Figure 25 is a comparison relative log expression plot that is colored by study (batch) and shows that the median and variability effects from the batch have been removed following correction. GSE112876 (blue) and GSE37448 (green) are much less variable and have medians that more closely match the remaining studies in the dataset. The effect of batch correction is also shown in Figure 26, which shows a significant reduction in the variance explained by the batch. Importantly, the variance explained by the variable of interest is still maintained. This indicates that the batch correction performed well in this instance and differences resulting from the variable of interest should still be detectable in downstream analyses.
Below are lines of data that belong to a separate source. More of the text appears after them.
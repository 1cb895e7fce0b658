use std::{
    collections::BTreeMap,
    fs,
    path::Path,
};

use anyhow::{Context, Result};
use serde::{Deserialize, Serialize};

use crate::{
    error::CardError,
    models::{CardType, Stage},
};

/// Key of the CSS-based set every lookup falls back to.
pub const CLASSIC_SET: &str = "Classic";

/// Prefix substituted for `{prefix}` when a set does not declare one.
pub const DEFAULT_PREFIX: &str = "P";

/// Declarative description of how one visual set maps type and stage to art.
#[derive(Debug, Clone, PartialEq, Eq, Serialize, Deserialize)]
#[serde(rename_all = "camelCase")]
pub struct SetConfig {
    /// Display name.
    pub name: String,
    /// When set, the card is styled by class name and the path fields are unused.
    #[serde(default)]
    pub css_class_based: bool,
    /// Asset folder for image-based sets (e.g. `img/QuantumContour`).
    #[serde(default)]
    pub path: String,
    /// Value substituted for `{prefix}`.
    #[serde(default = "default_prefix")]
    pub prefix: String,
    /// Filename template with `{prefix}`, `{type}`, `{stage}` and `{stageClass}`.
    #[serde(default)]
    pub filename_format: String,
    /// Stage key to stage code (`stage-1` -> `S1`).
    #[serde(default)]
    pub stage_format: BTreeMap<String, String>,
    /// Sort position in set selectors.
    #[serde(default)]
    pub order: i32,
}

fn default_prefix() -> String {
    DEFAULT_PREFIX.to_string()
}

impl SetConfig {
    /// A set styled purely through `card-{type}-{stage}` classes.
    pub fn css(name: impl Into<String>, order: i32) -> Self {
        Self {
            name: name.into(),
            css_class_based: true,
            path: String::new(),
            prefix: default_prefix(),
            filename_format: String::new(),
            stage_format: BTreeMap::new(),
            order,
        }
    }

    /// A set backed by image files laid out as `{path}/{Type}/{filename}.png`.
    pub fn image(
        name: impl Into<String>,
        path: impl Into<String>,
        filename_format: impl Into<String>,
        order: i32,
    ) -> Self {
        Self {
            name: name.into(),
            css_class_based: false,
            path: path.into(),
            prefix: default_prefix(),
            filename_format: filename_format.into(),
            stage_format: BTreeMap::new(),
            order,
        }
    }

    /// Override the `{prefix}` value.
    pub fn with_prefix(mut self, prefix: impl Into<String>) -> Self {
        self.prefix = prefix.into();
        self
    }

    /// Map a stage key to the code used in filenames.
    pub fn with_stage_code(mut self, stage: Stage, code: impl Into<String>) -> Self {
        self.stage_format.insert(stage.key().to_string(), code.into());
        self
    }

    /// Stage code for filenames, falling back to the raw stage key.
    pub fn stage_code(&self, stage: Stage) -> &str {
        self.stage_format
            .get(stage.key())
            .map(String::as_str)
            .unwrap_or_else(|| stage.key())
    }

    /// Expand `template` with this set's prefix and stage codes.
    pub fn render_filename(&self, template: &str, card_type: CardType, stage: Stage) -> String {
        let stage_code = self.stage_code(stage);
        template
            .replace("{prefix}", &self.prefix)
            .replace("{type}", &card_type.capitalized())
            .replace("{stageClass}", stage_code)
            .replace("{stage}", stage_code)
    }

    /// Full image path for the set's own filename template.
    pub fn image_path(&self, card_type: CardType, stage: Stage) -> String {
        self.image_path_with(&self.filename_format, card_type, stage)
    }

    /// Full image path for an arbitrary filename template.
    pub fn image_path_with(&self, template: &str, card_type: CardType, stage: Stage) -> String {
        let filename = self.render_filename(template, card_type, stage);
        let folder = self.path.trim_end_matches('/');
        format!("{folder}/{}/{filename}.png", card_type.capitalized())
    }
}

/// Keyed table of set configurations.
#[derive(Debug, Clone, PartialEq, Eq, Serialize, Deserialize)]
#[serde(transparent)]
pub struct SetRegistry {
    sets: BTreeMap<String, SetConfig>,
}

impl Default for SetRegistry {
    fn default() -> Self {
        Self::builtin()
    }
}

impl SetRegistry {
    /// Registry with no sets at all. Every lookup fails until sets are inserted.
    pub fn empty() -> Self {
        Self {
            sets: BTreeMap::new(),
        }
    }

    /// The sets shipped with the application.
    pub fn builtin() -> Self {
        let mut registry = Self::empty();
        registry.insert(CLASSIC_SET, SetConfig::css("Classic", 0));
        registry.insert(
            "QuantumContour",
            SetConfig::image(
                "Quantum Contour",
                "img/QuantumContour",
                "{prefix}- {type} - {stage}",
                1,
            )
            .with_stage_code(Stage::Basic, "S0")
            .with_stage_code(Stage::Stage1, "S1")
            .with_stage_code(Stage::Stage2, "S2"),
        );
        registry.insert(
            "Radiant",
            SetConfig::image("Radiant", "img/Radiant", "{prefix}_{type}_{stageClass}", 2)
                .with_prefix("R")
                .with_stage_code(Stage::Stage1, "stage1")
                .with_stage_code(Stage::Stage2, "stage2"),
        );
        registry.insert(
            "Vintage",
            SetConfig::image("Vintage", "img/Vintage", "{type} {stage}", 3)
                .with_stage_code(Stage::Basic, "Basic")
                .with_stage_code(Stage::Stage1, "Stage 1")
                .with_stage_code(Stage::Stage2, "Stage 2"),
        );
        registry
    }

    /// Load a registry from a JSON file and validate it.
    pub fn load(path: impl AsRef<Path>) -> Result<Self> {
        let path = path.as_ref();
        let contents = fs::read_to_string(path)
            .with_context(|| format!("failed to read set registry {}", path.display()))?;
        let registry: Self = serde_json::from_str(&contents)
            .with_context(|| format!("failed to parse set registry {}", path.display()))?;
        registry
            .validate()
            .with_context(|| format!("rejected set registry {}", path.display()))?;
        Ok(registry)
    }

    /// Persist the registry as pretty JSON, creating parent directories if needed.
    pub fn persist(&self, path: impl AsRef<Path>) -> Result<()> {
        let path = path.as_ref();
        if let Some(parent) = path.parent() {
            fs::create_dir_all(parent).with_context(|| {
                format!("failed to create registry directory {}", parent.display())
            })?;
        }
        let serialized =
            serde_json::to_string_pretty(self).context("failed to serialize set registry")?;
        fs::write(path, serialized)
            .with_context(|| format!("failed to write set registry {}", path.display()))
    }

    /// Insert or replace a set.
    pub fn insert(&mut self, key: impl Into<String>, config: SetConfig) {
        self.sets.insert(key.into(), config);
    }

    /// Look up a set by key.
    pub fn get(&self, key: &str) -> Result<&SetConfig, CardError> {
        self.sets
            .get(key)
            .ok_or_else(|| CardError::UnknownSet(key.to_string()))
    }

    /// Whether the key is registered.
    pub fn contains(&self, key: &str) -> bool {
        self.sets.contains_key(key)
    }

    /// Number of registered sets.
    pub fn len(&self) -> usize {
        self.sets.len()
    }

    /// Whether no sets are registered.
    pub fn is_empty(&self) -> bool {
        self.sets.is_empty()
    }

    /// Entries in selector order (`order`, then key).
    pub fn sorted(&self) -> Vec<(&str, &SetConfig)> {
        let mut entries: Vec<_> = self
            .sets
            .iter()
            .map(|(key, config)| (key.as_str(), config))
            .collect();
        entries.sort_by(|a, b| a.1.order.cmp(&b.1.order).then_with(|| a.0.cmp(b.0)));
        entries
    }

    /// Set keys in selector order.
    pub fn keys(&self) -> Vec<String> {
        self.sorted()
            .into_iter()
            .map(|(key, _)| key.to_string())
            .collect()
    }

    /// Check the registry invariants.
    pub fn validate(&self) -> Result<(), CardError> {
        let classic = self.sets.get(CLASSIC_SET).ok_or_else(|| {
            CardError::InvalidRegistry(format!("required set '{CLASSIC_SET}' is missing"))
        })?;
        if !classic.css_class_based {
            return Err(CardError::InvalidRegistry(format!(
                "set '{CLASSIC_SET}' must be CSS class based"
            )));
        }

        for (key, config) in &self.sets {
            if config.css_class_based {
                continue;
            }
            if config.path.trim().is_empty() {
                return Err(CardError::InvalidRegistry(format!(
                    "set '{key}' has no asset path"
                )));
            }
            if config.filename_format.trim().is_empty() {
                return Err(CardError::InvalidRegistry(format!(
                    "set '{key}' has no filename format"
                )));
            }
        }

        Ok(())
    }
}

#[cfg(test)]
mod tests {
    use super::*;
    use tempfile::tempdir;

    #[test]
    fn builtin_registry_is_valid_and_ordered() {
        let registry = SetRegistry::builtin();
        assert!(registry.validate().is_ok());
        assert_eq!(
            registry.keys(),
            vec!["Classic", "QuantumContour", "Radiant", "Vintage"]
        );
    }

    #[test]
    fn stage_code_defaults_to_raw_key() {
        let registry = SetRegistry::builtin();
        let radiant = registry.get("Radiant").expect("builtin set");
        assert_eq!(radiant.stage_code(Stage::Basic), "basic");
        assert_eq!(radiant.stage_code(Stage::Stage2), "stage2");
        assert_eq!(
            radiant.image_path(CardType::Water, Stage::Basic),
            "img/Radiant/Water/R_Water_basic.png"
        );
    }

    #[test]
    fn unknown_set_is_reported() {
        let registry = SetRegistry::empty();
        assert_eq!(
            registry.get("Classic"),
            Err(CardError::UnknownSet("Classic".to_string()))
        );
    }

    #[test]
    fn rejects_registry_without_classic() {
        let mut registry = SetRegistry::empty();
        registry.insert("Holo", SetConfig::css("Holo", 0));
        assert!(matches!(
            registry.validate(),
            Err(CardError::InvalidRegistry(_))
        ));
    }

    #[test]
    fn loads_camel_case_json() -> Result<()> {
        let dir = tempdir()?;
        let path = dir.path().join("sets.json");
        fs::write(
            &path,
            r#"{
  "Classic": { "name": "Classic", "cssClassBased": true },
  "Neon": {
    "name": "Neon",
    "path": "img/Neon/",
    "filenameFormat": "{prefix} - {type} - {stage}",
    "stageFormat": { "stage-1": "S1" },
    "order": 4
  }
}"#,
        )?;

        let registry = SetRegistry::load(&path)?;
        let neon = registry.get("Neon")?;
        assert_eq!(neon.prefix, DEFAULT_PREFIX);
        assert_eq!(
            neon.image_path(CardType::Psychic, Stage::Stage1),
            "img/Neon/Psychic/P - Psychic - S1.png"
        );

        let copy = dir.path().join("nested/copy.json");
        registry.persist(&copy)?;
        assert_eq!(SetRegistry::load(&copy)?, registry);
        Ok(())
    }

    #[test]
    fn load_rejects_image_set_without_format() -> Result<()> {
        let dir = tempdir()?;
        let path = dir.path().join("sets.json");
        fs::write(
            &path,
            r#"{
  "Classic": { "name": "Classic", "cssClassBased": true },
  "Broken": { "name": "Broken", "path": "img/Broken" }
}"#,
        )?;
        assert!(SetRegistry::load(&path).is_err());
        Ok(())
    }
}
//! The element tree the composer writes into.
//!
//! In the browser this is the DOM; [`MemorySurface`] keeps the same tree in
//! memory for previews, exports and tests.

use std::collections::{BTreeMap, BTreeSet};

use serde::{Deserialize, Serialize};

use crate::error::CardError;

/// Root element of the card.
pub const CARD_ROOT: &str = "card";
/// Element carrying the set art.
pub const CARD_BACKGROUND: &str = "card-background";
/// Picture frame for custom artwork.
pub const CARD_ARTWORK: &str = "card-artwork";
/// Content elements that must stay above every art layer.
pub const CARD_CONTENT: [&str; 4] = ["card-name", "card-hp", "card-attacks", "card-footer"];

/// Element lookup and mutation primitives.
pub trait CardSurface {
    /// Whether an element with this id exists.
    fn contains(&self, id: &str) -> bool;

    /// Append a new empty element under `parent`, replacing any element with the same id.
    fn append_child(&mut self, parent: &str, id: &str) -> Result<(), CardError>;

    /// Remove an element and its children. Returns whether anything was removed.
    fn remove(&mut self, id: &str) -> bool;

    /// Set one inline style property.
    fn set_style(&mut self, id: &str, property: &str, value: &str) -> Result<(), CardError>;

    /// Drop one inline style property so class rules apply again.
    fn remove_style(&mut self, id: &str, property: &str) -> Result<(), CardError>;

    /// Read one inline style property.
    fn style(&self, id: &str, property: &str) -> Option<String>;

    /// Replace the class list of an element.
    fn set_classes(&mut self, id: &str, classes: &[String]) -> Result<(), CardError>;

    /// Current class list of an element.
    fn classes(&self, id: &str) -> Vec<String>;
}

/// One element of a [`MemorySurface`].
#[derive(Debug, Clone, Default, PartialEq, Eq, Serialize, Deserialize)]
pub struct Element {
    /// Parent id, `None` for the root.
    pub parent: Option<String>,
    /// Child ids in insertion order.
    pub children: Vec<String>,
    /// Class list.
    pub classes: BTreeSet<String>,
    /// Inline styles.
    pub styles: BTreeMap<String, String>,
}

/// In-memory element tree.
#[derive(Debug, Clone, Default, PartialEq, Eq, Serialize, Deserialize)]
pub struct MemorySurface {
    elements: BTreeMap<String, Element>,
}

impl MemorySurface {
    /// Surface with no elements at all.
    pub fn empty() -> Self {
        Self::default()
    }

    /// Surface holding the standard card skeleton.
    pub fn card() -> Self {
        let mut surface = Self::empty();
        surface.elements.insert(CARD_ROOT.to_string(), Element::default());
        for id in [CARD_BACKGROUND, CARD_ARTWORK]
            .into_iter()
            .chain(CARD_CONTENT)
        {
            // Root exists, so appending cannot fail.
            let _ = surface.append_child(CARD_ROOT, id);
        }
        surface
    }

    /// Borrow an element.
    pub fn element(&self, id: &str) -> Option<&Element> {
        self.elements.get(id)
    }

    /// Children of an element in order.
    pub fn children(&self, id: &str) -> Vec<String> {
        self.elements
            .get(id)
            .map(|element| element.children.clone())
            .unwrap_or_default()
    }

    fn element_mut(&mut self, id: &str) -> Result<&mut Element, CardError> {
        self.elements
            .get_mut(id)
            .ok_or_else(|| CardError::MissingDomTarget(id.to_string()))
    }
}

impl CardSurface for MemorySurface {
    fn contains(&self, id: &str) -> bool {
        self.elements.contains_key(id)
    }

    fn append_child(&mut self, parent: &str, id: &str) -> Result<(), CardError> {
        if !self.elements.contains_key(parent) {
            return Err(CardError::MissingDomTarget(parent.to_string()));
        }
        self.remove(id);
        self.element_mut(parent)?.children.push(id.to_string());
        self.elements.insert(
            id.to_string(),
            Element {
                parent: Some(parent.to_string()),
                ..Element::default()
            },
        );
        Ok(())
    }

    fn remove(&mut self, id: &str) -> bool {
        let Some(element) = self.elements.remove(id) else {
            return false;
        };
        if let Some(parent) = element.parent.as_deref() {
            if let Some(parent) = self.elements.get_mut(parent) {
                parent.children.retain(|child| child != id);
            }
        }
        for child in element.children {
            self.remove(&child);
        }
        true
    }

    fn set_style(&mut self, id: &str, property: &str, value: &str) -> Result<(), CardError> {
        self.element_mut(id)?
            .styles
            .insert(property.to_string(), value.to_string());
        Ok(())
    }

    fn remove_style(&mut self, id: &str, property: &str) -> Result<(), CardError> {
        self.element_mut(id)?.styles.remove(property);
        Ok(())
    }

    fn style(&self, id: &str, property: &str) -> Option<String> {
        self.elements
            .get(id)
            .and_then(|element| element.styles.get(property).cloned())
    }

    fn set_classes(&mut self, id: &str, classes: &[String]) -> Result<(), CardError> {
        self.element_mut(id)?.classes = classes.iter().cloned().collect();
        Ok(())
    }

    fn classes(&self, id: &str) -> Vec<String> {
        self.elements
            .get(id)
            .map(|element| element.classes.iter().cloned().collect())
            .unwrap_or_default()
    }
}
These results are further echoed in Figure 27, which shows that the probability that a gene is associated with the latent variable is reduced, but the probability that a gene is associated with the variable of interest is maintained.

image image

In Figure 28, the median expression of the housekeeping gene, beta actin, has been corrected and no longer differs significantly between batch (ANOVA p = 1). In Figure 29, gene set enrichment analysis was performed using the HSIAO housekeeping gene set, which showed a significant difference in enrichment in the uncorrected dataset, but no significant difference in the corrected dataset. The expression of KIT is shown in Figure 30, which is highly expressed in stem cells. A significant difference in expression is seen in both the uncorrected and corrected data sets (ANOVA p < 2.2e-16) with stem cells expressing the highest levels of KIT. Additionally, in Figure 31, the expression of MYB is shown, which should be upregulated specifically during T and B cell development. After correction, precursor T and B cells still display the highest levels of MYB expression. These results highlight that changes due to the variable of interest are maintained post correction. Cumulatively, these results show that the batch correction method was successful at removing the batch effect and maintaining the variable of interest, indicating that an appropriate level of correction was obtained and over or under correction did not occur.

image image image image

On-the-fly Comparisons

Users can easily switch between batch correction methods by simply selecting a different method from the drop-down menu. BatchFLEX will automatically update, allowing on-the-fly comparisons of batch correction methods to ensure that the most optimal method is chosen for a particular dataset.

image

Disclamer

Copyright 2024 Moffitt Cancer Center Redistribution and use in source and binary forms, with or without modification, are permitted provided that the following conditions are met:

  1. Redistributions of source code must retain the above copyright notice, this list of conditions and the following disclaimer.
  2. Redistributions in binary form must reproduce the above copyright notice, this list of conditions and the following disclaimer in the documentation and/or other materials provided with the distribution.
  3. Neither the name of the copyright holder nor the names of its contributors may be used to endorse or promote products derived from this software without specific prior written permission. THIS SOFTWARE IS PROVIDED BY THE COPYRIGHT HOLDERS AND CONTRIBUTORS "AS IS" AND ANY EXPRESS OR IMPLIED WARRANTIES, INCLUDING, BUT NOT LIMITED TO, THE IMPLIED WARRANTIES OF MERCHANTABILITY AND FITNESS FOR A PARTICULAR PURPOSE ARE DISCLAIMED. IN NO EVENT SHALL THE COPYRIGHT HOLDER OR CONTRIBUTORS BE LIABLE FOR ANY DIRECT, INDIRECT, INCIDENTAL, SPECIAL, EXEMPLARY, OR CONSEQUENTIAL DAMAGES (INCLUDING, BUT NOT LIMITED TO, PROCUREMENT OF SUBSTITUTE GOODS OR SERVICES; LOSS OF USE, DATA, OR PROFITS; OR BUSINESS INTERRUPTION) HOWEVER CAUSED AND ON ANY THEORY OF LIABILITY, WHETHER IN CONTRACT, STRICT LIABILITY, OR TORT (INCLUDING NEGLIGENCE OR OTHERWISE) ARISING IN ANY WAY OUT OF THE USE OF THIS SOFTWARE, EVEN IF ADVISED OF THE POSSIBILITY OF SUCH DAMAGE.